“Ki! ki! ki!” breathed Baubie discreetly. She felt lonely, and the cat looked a comfortable big creature, and belonged to the house doubtless, for he stared at her with an interested, questioning look. Presently he moved. She repeated her invitation, whereon the cat slowly rose to his feet, humped his back and yawned, then deliberately turned quite round, facing the other way, and resumed his watchful attitude, his tail tucked in and his ears folded back close, as if to give the cold wind as little purchase as possible. Baubie felt snubbed and lonely, and drawing back from the window she sat down on the edge of her bed to wait events.

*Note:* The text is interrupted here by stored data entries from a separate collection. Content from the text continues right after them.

mod cli;
mod application;
mod domain;
mod data;
mod infra;

use anyhow::Result;
use cli::Cli;
use clap::Parser;

fn main() -> Result<()> {
    tracing_subscriber::fmt()
        .with_env_filter(
            tracing_subscriber::EnvFilter::from_default_env()
                .add_directive("train_val_split=info".parse()?),
        )
        .init();

    let cli = Cli::parse();
    cli.run()
}
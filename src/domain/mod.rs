// ============================================================
// Layer 3 — Domain Layer
// ============================================================
// Plain Rust structs, enums and traits that describe a split:
// what is being split, how it is configured, what came out
// of it, and what can go wrong.
//
// Rules for this layer:
//   - NO clap types
//   - NO direct file I/O (the traits describe it, Layers 4
//     and 6 implement it)
//
// Reference: Rust Book §5 (Structs), §10 (Traits)

// Split configuration and the paths resolved from it
pub mod split_config;

// Class labels and the per-class split outcome
pub mod class_split;

// The error taxonomy for a split run
pub mod error;

// Core abstractions (traits) that other layers implement
pub mod traits;
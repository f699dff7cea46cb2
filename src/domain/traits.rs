// ============================================================
// Layer 3 — Core Traits (Abstractions)
// ============================================================
// The split workflow only talks to the filesystem through
// these two traits:
//   - DatasetSource → where class folders and files come from
//                     (DirectoryLoader in Layer 4)
//   - DatasetSink   → where directories and copies go
//                     (TreeWriter in Layer 6)
//
// Reference: Rust Book §10 (Traits: Defining Shared Behaviour)

use std::{ffi::OsStr, ffi::OsString, path::Path};

use crate::domain::class_split::ClassLabel;
use crate::domain::error::SplitResult;

// ─── DatasetSource ────────────────────────────────────────────────────────────
/// Anything that can enumerate a class-per-folder dataset.
pub trait DatasetSource {
    /// Class labels found directly under `root`.
    fn class_labels(&self, root: &Path) -> SplitResult<Vec<ClassLabel>>;

    /// File names inside `root/<label>`. Captured once per call;
    /// callers must not list again between splitting and copying.
    fn class_files(&self, root: &Path, label: &ClassLabel) -> SplitResult<Vec<OsString>>;
}

// ─── DatasetSink ──────────────────────────────────────────────────────────────
/// Anything that can receive the split output.
pub trait DatasetSink {
    /// Create `dir` (and parents) if absent. Existing directories
    /// are left as they are.
    fn ensure_dir(&self, dir: &Path) -> SplitResult<()>;

    /// Copy `src_dir/name` to `dst_dir/name`, byte for byte.
    fn copy_file(&self, src_dir: &Path, dst_dir: &Path, name: &OsStr) -> SplitResult<()>;
}
//! Inference engine process supervision
//!
//! [`InferenceEngineSupervisor`] drives an [`EngineBackend`] through the
//! lifecycle in [`EngineStatus`]. [`OllamaEngine`] manages a real Ollama
//! process; [`MockEngine`] simulates one for tests.

mod backend;
mod mock;
mod monitor;
mod ollama;
mod state;
mod supervisor;

pub use backend::EngineBackend;
pub use mock::MockEngine;
pub use monitor::{HealthConfig, HealthMonitor};
pub use ollama::{ensure_loopback, OllamaEngine, DEFAULT_BINARY, DEFAULT_ENDPOINT};
pub use state::{BackoffPolicy, EngineProcessState, EngineStatus};
pub use supervisor::{InferenceEngineSupervisor, SupervisorSettings};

Accustomed as she was to excitement, the experiences of the last few days were of a nature to affect even stronger nerves than hers, and the unwonted bodily sensations caused by the bath and change of garments seemed to intensify her consciousness of novelty and restraint. There was another not very pleasant sensation too, of which she herself had not taken account, although it was present and made itself felt keenly enough. It was her strange sense of desolation and grief at the parting from her father. Baubie herself would have been greatly puzzled had any person designated her feelings by these names. There were many things in that philosophy of the gutter in which Baubie Wishart was steeped to the lips undreamt of by her. What she knew she knew thoroughly, but there was much with which most children, even of her age and class in life, are, it is to be hoped, familiar, of which Baubie Wishart was utterly ignorant. Her circumstances were different from theirs—fortunately for them; and amongst the poor, as with their betters, various conditions breed various dispositions. Baubie was an outer barbarian and savage in comparison with some children, although they perhaps went barefooted also; but, like a savage too, she would have grown fat where they would have starved. And this she knew well.
Kate’s yellow head, appearing at the door to summon her to dinner, put an end to her gloomy reverie. And with this, her first meal, began Baubie’s acquaintance with the household of which she was to form an integral portion from that hour.
They gave her no housework to do. Mrs. Duncan, whom a very cursory examination satisfied as to the benighted ignorance of this latest addition to her flock, determined that Baubie should learn to read, write and sew as expeditiously as might be. In order that she might benefit by example, she was made to sit by the lassie Grant, the child whose clothes had been lent to her, and her education began forthwith.
It was tame work to Baubie, who did not love sitting still: “white seam” was a vexation of spirit, and her knitting, in which she had beforehand believed herself an adept, was found fault with. The lassie Grant, as was pointed out to her, could knit more evenly and possessed a superior method of “turning the heel.”